Emotionale Reaktionen sind menschlich, aber in Kritikgesprächen völlig fehl am Platze. Versuche unbedingt, ruhig zu bleiben und durchzuatmen. Einschnappen, ausflippen oder weinen – all das lässt dich unprofessionell und unreif wirken. Nimm Kritik niemals persönlich, auch wenn sie unsachlich geäußert wird. Mache dir bewusst, dass es um einen Sachverhalt geht, der (möglicherweise) schiefgelaufen ist und nicht darum, dich persönlich anzugreifen.

Tipp 4: Verständnis haben

Ist die Kritik berechtigt oder unberechtigt? Das ist nicht immer eindeutig zu beantworten, denn oft liegt die Wahrheit in der Mitte. Ein Beispiel: Eine Kollegin hat dich gebeten, eine wichtige Aufgabe für sie zu erledigen. Du erklärst dich dazu bereit, musst aber zuerst noch eine eigene eilige Aufgabe fertigstellen. Sie gerät unter Zeitdruck und wirft dir Unzuverlässigkeit vor. Wer hat Recht? Beide! Höre zu, zeige Verständnis und erkläre anschließend, warum du so gehandelt hast.

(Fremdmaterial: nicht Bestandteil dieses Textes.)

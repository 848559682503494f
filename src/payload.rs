//! Turns a failing test case into a Jira issue-creation payload.

use jira_api::{
    ComponentRef, IssueCreateRequest, IssueFields, IssueTypeRef, ProjectRef, BUG_ISSUE_TYPE,
};

use crate::error::{ReporterError, Result};
use crate::failure::FailureRecord;

/// Where issues are filed: a required project key and an optional component.
#[derive(Debug, Clone, PartialEq, Eq)]
pub struct IssueTarget {
    pub project_key: String,
    pub component: String,
}

impl IssueTarget {
    /// Creates a target from a project key and a possibly blank component.
    pub fn new(project_key: impl Into<String>, component: impl Into<String>) -> Self {
        Self {
            project_key: project_key.into(),
            component: component.into(),
        }
    }

    /// Rejects a target whose project key is blank.
    pub fn validate(&self) -> Result<()> {
        if self.project_key.trim().is_empty() {
            return Err(ReporterError::InvalidTarget(
                "You must provide a project key.".to_string(),
            ));
        }
        Ok(())
    }

    /// Component to attach as configured, or `None` when it is blank.
    pub fn component_name(&self) -> Option<&str> {
        if self.component.trim().is_empty() {
            None
        } else {
            Some(&self.component)
        }
    }
}

/// Issue contents derived from one failure, before wire encoding.
#[derive(Debug, Clone, PartialEq, Eq)]
pub struct IssuePayload {
    pub project_key: String,
    pub component: Option<String>,
    pub summary: String,
    pub description: String,
    pub issue_type: &'static str,
}

impl IssuePayload {
    /// Converts the payload into the issue-creation wire model.
    pub fn to_request(&self) -> IssueCreateRequest {
        IssueCreateRequest {
            fields: IssueFields {
                project: ProjectRef {
                    key: self.project_key.clone(),
                },
                components: self.component.as_ref().map(|name| {
                    vec![ComponentRef {
                        name: name.clone(),
                    }]
                }),
                summary: self.summary.clone(),
                description: self.description.clone(),
                issuetype: IssueTypeRef {
                    name: self.issue_type.to_string(),
                },
            },
        }
    }

    /// Serializes the request body sent to Jira.
    pub fn to_json(&self) -> Result<String> {
        Ok(self.to_request().to_json()?)
    }
}

/// Builds one issue payload per failing test case.
pub struct IssuePayloadBuilder;

impl IssuePayloadBuilder {
    /// Builds the payload for `record`, failing on an invalid target.
    pub fn build(record: &FailureRecord, target: &IssueTarget) -> Result<IssuePayload> {
        target.validate()?;
        Ok(IssuePayload {
            project_key: target.project_key.trim().to_string(),
            component: target.component_name().map(str::to_string),
            summary: Self::summary(record),
            description: Self::description(record),
            issue_type: BUG_ISSUE_TYPE,
        })
    }

    /// `The test <name> failed <class>: <details>`
    pub fn summary(record: &FailureRecord) -> String {
        format!(
            "The test {} failed {}: {}",
            record.name, record.class_name, record.error_details
        )
    }

    /// `Test class: <class> -- <stack trace>`
    pub fn description(record: &FailureRecord) -> String {
        format!(
            "Test class: {} -- {}",
            record.class_name, record.error_stack_trace
        )
    }
}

Tipp 5: Berechtigte Kritik akzeptieren

Angenommen, du hast tatsächlich etwas falsch gemacht. Und jetzt? Sei froh, dass dein Gegenüber dir mit seiner Offenheit die Gelegenheit zur Wiedergutmachung gibt. Denn auch das ist nicht selbstverständlich. Viele Menschen behalten ihren Ärger lieber für sich und ziehen sich zurück. Wahre Größe beweist du dadurch, dass du zu dem Fehler stehst und es künftig besser machst. Frage dich am besten, was du im umgekehrten Fall von deinem Gegenüber erwarten würdest. „Tut mir leid. Das soll nicht wieder vorkommen.“ Diese Sätze wirken oft schon Wunder. Oder du fragst ganz einfach: „Was kann ich denn in Zukunft besser machen?“

Tipp 6: Unberechtigte Kritik zurückweisen

Nicht jede Kritik ist konstruktiv. Es kann vorkommen, dass jemand seinen Ärger an dir auslässt. Ungerechtfertigte Vorwürfe solltest du in jedem Fall zurückweisen, denn eine fehlende Reaktion könnte als Zustimmung gewertet werden. Wichtig ist, dass du sachlich bleibst – das Gleiche darfst du übrigens auch von deinem Gegenüber einfordern. Höre zu, lass dich nicht provozieren und stelle Gegenfragen. So nimmst du dem Kritiker ganz schnell den Wind aus den Segeln.